“My teaching philosophy is centered on the word why,” says Tyler Dougherty, PharmD, a faculty member at the South College School of Pharmacy. “If students just memorize everything, essentially answering the words what or when, they won’t learn how to apply that information to specific scenarios and specific patients. So I emphasize the word why. Why do we do this? Why is this important?”
When he’s not teaching, Dr. Dougherty researches medication adherence and literacy as well as practices at an independent community pharmacy called Clinton Drug Store. As the store’s clinical pharmacist, he has implemented a range of new services, including offering immunizations, diabetes education, and medication packaging and delivery. Most recently, the pharmacy has been providing and analyzing COVID-19 tests for the local community. Dr. Dougherty is also involved in the Tennessee Pharmacist Association, working to support practice advancement and legislation that supports the pharmacy field.
“Those experiences give me a unique opportunity to come to the school and say, this is something that the students can do that is new and progressive and that many pharmacists don’t even know is available,” he says. “I’m able to stay up-to-date and to teach about these things too.”

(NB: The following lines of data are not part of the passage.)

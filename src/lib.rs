pub mod cli;
pub mod config;
pub mod db;
pub mod models;
pub mod services;
pub mod web;

#[cfg(test)]
mod tests;

pub use config::Config;
pub use db::Database;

For Dr. Dougherty, one thing he enjoys about teaching at South College is that the faculty-to-student ratio allows faculty to get to know students and provide personalized support across the program. “We set up opportunities for many students to go home, not only to other states but also other countries, for their rotational experiences,” he explains. “We’ve seen a lot of success with them being able to perform well in those rotations and establish relationships with employers so that either the student can get a residency at those places or get a job back home post-graduation.”
In addition to their rotation experiences, Dr. Dougherty notes that students have the opportunity to earn numerous certifications within the program as well as get hands-on volunteer hours. “The number of voluntary patient care opportunities that these students have is impressive, whether it’s providing vaccines to patients at a clinic or checking blood sugar or blood pressure at the Tennessee Valley Fair. There’s a ton of opportunities for these students to be involved in the community,” he says. “Our faculty serve as preceptors during those events, but it’s really the students who get to shine and to impact hundreds of patients through things like screenings and counseling and medication take-back events.”
Likewise, the various certificate trainings available at South College help students to gain and demonstrate valuable, in-demand skills for professional pharmacy practice. Certificate opportunities exist in both required and elective courses, with students taught about and given the chance to earn certifications in areas such as immunizations, point-of-care testing, advanced cardiovascular life support, and diabetes management – to name a few.
Finally, another strength Dr. Dougherty notes is the interprofessional education the school promotes by working with students and instructors from physician assistant, nursing, and physical therapy programs, among others. “It’s pretty cool that we have all of those professions that we can work with. Healthcare right now is figuring out what all the players on the healthcare team bring to the table and how to utilize them for what they’re best at,” he says. “So we’re trying to increase communication across those professions and demonstrate to the students how each person can help the patient.”
As he looks to the years ahead for the pharmacy profession, Dr. Dougherty is optimistic that the field will continue growing and advancing in positive ways. “The pandemic essentially put kerosene on a fire in healthcare in terms of scope of practice changes and expansion of what people can do in our field,” he explains. “For example, pharmacists can now be the ordering provider for certain lab tests and immunizations. What pharmacy will look like in the next 5 and 10 years is changing.”